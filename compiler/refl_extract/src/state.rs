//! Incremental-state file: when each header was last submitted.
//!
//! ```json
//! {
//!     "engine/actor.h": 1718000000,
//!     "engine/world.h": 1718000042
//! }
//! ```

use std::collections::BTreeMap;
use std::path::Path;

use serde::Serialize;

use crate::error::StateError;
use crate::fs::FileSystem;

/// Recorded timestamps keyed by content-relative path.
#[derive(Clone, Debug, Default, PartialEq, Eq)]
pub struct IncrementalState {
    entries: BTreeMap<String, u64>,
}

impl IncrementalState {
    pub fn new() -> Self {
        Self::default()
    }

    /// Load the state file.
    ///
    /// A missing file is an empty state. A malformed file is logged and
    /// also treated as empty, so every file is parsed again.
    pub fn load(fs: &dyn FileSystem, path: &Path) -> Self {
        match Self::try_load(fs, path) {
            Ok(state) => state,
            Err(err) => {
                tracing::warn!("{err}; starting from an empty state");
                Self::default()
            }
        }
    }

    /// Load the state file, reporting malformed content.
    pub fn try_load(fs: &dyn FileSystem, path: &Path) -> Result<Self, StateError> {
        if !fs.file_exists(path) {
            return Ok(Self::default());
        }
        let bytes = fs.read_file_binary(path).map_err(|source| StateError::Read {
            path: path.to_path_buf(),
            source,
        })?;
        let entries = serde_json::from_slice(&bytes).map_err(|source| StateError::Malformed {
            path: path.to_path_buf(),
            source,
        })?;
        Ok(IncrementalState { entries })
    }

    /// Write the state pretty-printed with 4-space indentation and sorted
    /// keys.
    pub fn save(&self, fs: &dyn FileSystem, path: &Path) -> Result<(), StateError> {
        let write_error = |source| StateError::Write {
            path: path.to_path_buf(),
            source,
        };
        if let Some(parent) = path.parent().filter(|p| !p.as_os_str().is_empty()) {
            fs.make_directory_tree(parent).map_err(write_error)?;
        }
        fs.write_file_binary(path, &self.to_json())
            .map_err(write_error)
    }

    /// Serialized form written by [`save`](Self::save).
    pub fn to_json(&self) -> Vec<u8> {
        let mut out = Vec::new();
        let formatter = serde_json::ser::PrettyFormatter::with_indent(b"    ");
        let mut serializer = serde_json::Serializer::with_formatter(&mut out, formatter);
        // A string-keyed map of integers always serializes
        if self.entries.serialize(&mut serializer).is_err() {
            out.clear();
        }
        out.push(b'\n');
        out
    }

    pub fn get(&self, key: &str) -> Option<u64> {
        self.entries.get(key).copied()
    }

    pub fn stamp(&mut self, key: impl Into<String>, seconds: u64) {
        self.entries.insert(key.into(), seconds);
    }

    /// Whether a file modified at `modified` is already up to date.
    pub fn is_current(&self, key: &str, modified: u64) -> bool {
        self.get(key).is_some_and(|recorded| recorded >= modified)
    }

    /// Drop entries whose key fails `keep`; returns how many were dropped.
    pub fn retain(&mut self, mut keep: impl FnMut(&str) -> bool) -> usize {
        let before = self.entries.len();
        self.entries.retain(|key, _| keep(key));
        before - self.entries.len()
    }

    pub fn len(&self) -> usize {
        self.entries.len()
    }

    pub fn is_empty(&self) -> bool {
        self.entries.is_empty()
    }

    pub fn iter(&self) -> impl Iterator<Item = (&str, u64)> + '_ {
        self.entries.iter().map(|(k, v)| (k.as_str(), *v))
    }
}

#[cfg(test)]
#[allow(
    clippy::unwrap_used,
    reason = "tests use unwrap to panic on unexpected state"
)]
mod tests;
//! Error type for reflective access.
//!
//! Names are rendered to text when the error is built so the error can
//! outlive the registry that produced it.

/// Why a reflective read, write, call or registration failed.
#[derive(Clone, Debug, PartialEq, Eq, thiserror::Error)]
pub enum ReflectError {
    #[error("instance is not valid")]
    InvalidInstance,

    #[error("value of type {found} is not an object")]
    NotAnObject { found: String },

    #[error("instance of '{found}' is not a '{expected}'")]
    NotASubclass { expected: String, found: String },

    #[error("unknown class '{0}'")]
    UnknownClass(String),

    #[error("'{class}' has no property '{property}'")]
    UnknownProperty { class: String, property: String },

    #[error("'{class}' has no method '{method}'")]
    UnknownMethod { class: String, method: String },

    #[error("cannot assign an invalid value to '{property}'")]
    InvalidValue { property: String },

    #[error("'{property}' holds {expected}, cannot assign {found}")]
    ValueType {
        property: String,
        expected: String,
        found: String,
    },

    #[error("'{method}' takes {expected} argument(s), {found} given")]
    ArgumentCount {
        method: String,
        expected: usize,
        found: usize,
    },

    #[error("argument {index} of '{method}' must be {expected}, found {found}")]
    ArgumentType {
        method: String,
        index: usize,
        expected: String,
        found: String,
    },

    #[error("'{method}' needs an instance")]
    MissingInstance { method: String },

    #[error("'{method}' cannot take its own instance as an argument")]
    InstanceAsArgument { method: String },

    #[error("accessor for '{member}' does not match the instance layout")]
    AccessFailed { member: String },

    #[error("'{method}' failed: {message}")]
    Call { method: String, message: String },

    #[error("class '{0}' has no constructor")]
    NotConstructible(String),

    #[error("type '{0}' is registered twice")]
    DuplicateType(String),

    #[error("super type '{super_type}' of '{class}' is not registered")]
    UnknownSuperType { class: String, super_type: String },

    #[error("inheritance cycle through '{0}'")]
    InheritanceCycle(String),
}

***

• What to do: Return each line from the records that includes the word "Clone".

• Written solution:
#[derive(Clone, Debug, Default, PartialEq, Eq)]
#[derive(Clone, Debug, PartialEq, Eq, thiserror::Error)]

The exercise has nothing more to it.